Hi all, I am Chaitanya, I want to know how google gets the links of a certain search. Suppose if I search about "cat", all the related websites about cats are displayed. How does google knows about the related websites? One more doubt regarding the same, suppose if I search the same from yahoo search engine also, I get almost same results. How is this done exactly?
Finally I came to know how this works after reading this article and discussing with my friend.
I will explain what I understood, please tell me if I miss anything or if I am wrong any where.
Suppose that there is a website and let the domain is from yahoo. Yahoo asks the website owner whether to submit the site to the popular search engines. While submitting you will be asked to enter key words. These key words will be used as search keys. Not only yahoo does this, everyone who sells domain does the same. In this case its yahoo.
When you hit submit a request is sent to all the popular search engines chosen. Each and every search engines runs few programs called as spiders. These spiders will read the requests and get into the sites and will download all the static pages to their discs and will give an index to each and every key word. Will also store the address of the webpage, from where it is downloaded. This process is called as web crawling. Don't worry, crawling will not be done the entire day. The crawling process will be scheduled when to run. Many search engines run their spider programs in the night time because the traffic will be low.
From the next search onwards your site is also included in the searching process.

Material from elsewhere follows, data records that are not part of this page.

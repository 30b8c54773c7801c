// Copyright 2026 the vega authors
// Distributed under the Boost Software License, Version 1.0. (See accompanying
// file LICENSE.txt or copy at http://www.boost.org/LICENSE_1_0.txt)

use std::sync::Arc;

use nix::errno::Errno;
use thiserror::Error;

/// Error payload carried by rejected promises.
///
/// Cloneable on purpose: a single rejection fans out to every registered
/// continuation and every awaiter.
#[derive(Debug, Clone, PartialEq, Eq, Error)]
pub enum Error {
    #[error("io_uring setup failed: {0}")]
    RingInit(Errno),

    #[error("{op} failed: {errno}")]
    Io { op: &'static str, errno: Errno },

    #[error("file is not open")]
    NotOpen,

    #[error("socket error: {0}")]
    Socket(Arc<str>),

    #[error("failed to connect: {0}")]
    Connect(Errno),

    #[error("failed to bind: {0}")]
    Bind(Errno),

    #[error("failed to accept: {0}")]
    Accept(Errno),

    /// A user-supplied rejection message.
    #[error("{0}")]
    Msg(Arc<str>),
}

impl Error {
    pub fn msg(message: impl Into<String>) -> Self {
        Error::Msg(message.into().into())
    }

    pub(crate) fn socket(message: impl Into<String>) -> Self {
        Error::Socket(message.into().into())
    }

    /// The OS error code behind this error, if there is one.
    pub fn errno(&self) -> Option<Errno> {
        match self {
            Error::RingInit(errno)
            | Error::Io { errno, .. }
            | Error::Connect(errno)
            | Error::Bind(errno)
            | Error::Accept(errno) => Some(*errno),
            _ => None,
        }
    }
}

impl From<&str> for Error {
    fn from(message: &str) -> Self {
        Error::msg(message)
    }
}

impl From<String> for Error {
    fn from(message: String) -> Self {
        Error::msg(message)
    }
}

pub type Result<T> = std::result::Result<T, Error>;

Suppose you now have searched for "Why main in java is static?" Now the search engine algorithms will search their file systems, search the downloaded pages whose key is "Why main in java is static?", extracts the associated web site addresses, then build a web page consisting all the links, then sends the page to the user. The user now based on his interest clicks on any link, the he will be redirected to the particular site and respective page.
Note: The web pages will or any thing the spider programs download, are not saved in a database. All information is saved in flat files. Because searching a database takes more time searching the file system.
Each and every search engine employees its won spider programs. Google has its own disc space to store all the static files. Whereas yahoo does not have its own disc space. Yahoo depends on other organization (I think netlap or netapp or may be another) to run searching programs. Those organizations will do the web crawling process and yahoo just uses their discs, searches it and builds a web page consisting of many links.
Please tell me if I am wrong or if I miss anything. Thank you all in advance.